▸ Task description: Locate the word "enum" in the data below, then copy every line that holds it.

Records contained in a dataset:
>>>>>

//! Shared error types for the services crate.

use thiserror::Error;

use progress_core::model::DailyGoalError;
use storage::StorageError;
use storage::sqlite::SqliteInitError;

/// Coarse classification of a failed operation, for callers deciding whether
/// to retry, degrade, or report.
#[derive(Debug, Clone, Copy, PartialEq, Eq)]
pub enum FailureReason {
    NotFound,
    StorageUnavailable,
    MalformedPersistedState,
    TransientIo,
    Conflict,
    InvalidInput,
}

impl FailureReason {
    #[must_use]
    pub fn as_str(self) -> &'static str {
        match self {
            FailureReason::NotFound => "not_found",
            FailureReason::StorageUnavailable => "storage_unavailable",
            FailureReason::MalformedPersistedState => "malformed_persisted_state",
            FailureReason::TransientIo => "transient_io",
            FailureReason::Conflict => "conflict",
            FailureReason::InvalidInput => "invalid_input",
        }
    }
}

impl From<&StorageError> for FailureReason {
    fn from(err: &StorageError) -> Self {
        match err {
            StorageError::NotFound => FailureReason::NotFound,
            StorageError::Conflict => FailureReason::Conflict,
            StorageError::Unavailable => FailureReason::StorageUnavailable,
            StorageError::Serialization(_) => FailureReason::MalformedPersistedState,
            StorageError::Connection(_) => FailureReason::TransientIo,
            _ => FailureReason::TransientIo,
        }
    }
}

/// Errors emitted by `ProgressService` and `StatsService`.
#[derive(Debug, Error)]
#[non_exhaustive]
pub enum ProgressServiceError {
    #[error("gave up after {attempts} conflicting writes")]
    WriteContention { attempts: u32 },
    #[error(transparent)]
    DailyGoal(#[from] DailyGoalError),
    #[error(transparent)]
    Storage(#[from] StorageError),
}

impl ProgressServiceError {
    #[must_use]
    pub fn reason(&self) -> FailureReason {
        match self {
            ProgressServiceError::WriteContention { .. } => FailureReason::Conflict,
            ProgressServiceError::DailyGoal(_) => FailureReason::InvalidInput,
            ProgressServiceError::Storage(err) => FailureReason::from(err),
        }
    }

    /// Whether repeating the same call may succeed.
    #[must_use]
    pub fn is_retryable(&self) -> bool {
        matches!(
            self.reason(),
            FailureReason::TransientIo | FailureReason::Conflict
        )
    }

    pub(crate) fn is_unavailable(&self) -> bool {
        self.reason() == FailureReason::StorageUnavailable
    }
}

/// Errors emitted while opening a progress session.
#[derive(Debug, Error)]
#[non_exhaustive]
pub enum SessionInitError {
    #[error(transparent)]
    Sqlite(#[from] SqliteInitError),
}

<<<<<

▸ Answer:
pub enum FailureReason {
pub enum ProgressServiceError {
pub enum SessionInitError {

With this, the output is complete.